» **RECORDS TO USE**:

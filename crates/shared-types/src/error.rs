use serde::{Deserialize, Serialize};
use std::fmt;

/// Categorization of shell errors.
#[derive(Debug, Clone, Copy, Serialize, Deserialize, PartialEq, Eq)]
pub enum ShellErrorKind {
    UnknownRole,
    InvalidConfig,
}

impl fmt::Display for ShellErrorKind {
    fn fmt(&self, f: &mut fmt::Formatter<'_>) -> fmt::Result {
        match self {
            ShellErrorKind::UnknownRole => write!(f, "UnknownRole"),
            ShellErrorKind::InvalidConfig => write!(f, "InvalidConfig"),
        }
    }
}

/// Error raised at the fallible edges of the shell (role parsing and config
/// loading). Navigation transitions themselves never fail.
#[derive(Debug, Clone, Serialize, Deserialize, PartialEq)]
pub struct ShellError {
    pub kind: ShellErrorKind,
    pub message: String,
}

impl ShellError {
    pub fn unknown_role(key: impl Into<String>) -> Self {
        let key = key.into();
        Self {
            kind: ShellErrorKind::UnknownRole,
            message: format!("no role named '{key}'"),
        }
    }

    pub fn invalid_config(message: impl Into<String>) -> Self {
        Self {
            kind: ShellErrorKind::InvalidConfig,
            message: message.into(),
        }
    }
}

impl fmt::Display for ShellError {
    fn fmt(&self, f: &mut fmt::Formatter<'_>) -> fmt::Result {
        write!(f, "{}: {}", self.kind, self.message)
    }
}

impl std::error::Error for ShellError {}

impl From<toml::de::Error> for ShellError {
    fn from(err: toml::de::Error) -> Self {
        ShellError::invalid_config(err.message().to_string())
    }
}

» **DIRECTIONS**:
Search the listing for the word "Clone". Copy every line in which it occurs.

» **EXPECTED ANSWER**:
#[derive(Debug, Clone, Copy, Serialize, Deserialize, PartialEq, Eq)]
#[derive(Debug, Clone, Serialize, Deserialize, PartialEq)]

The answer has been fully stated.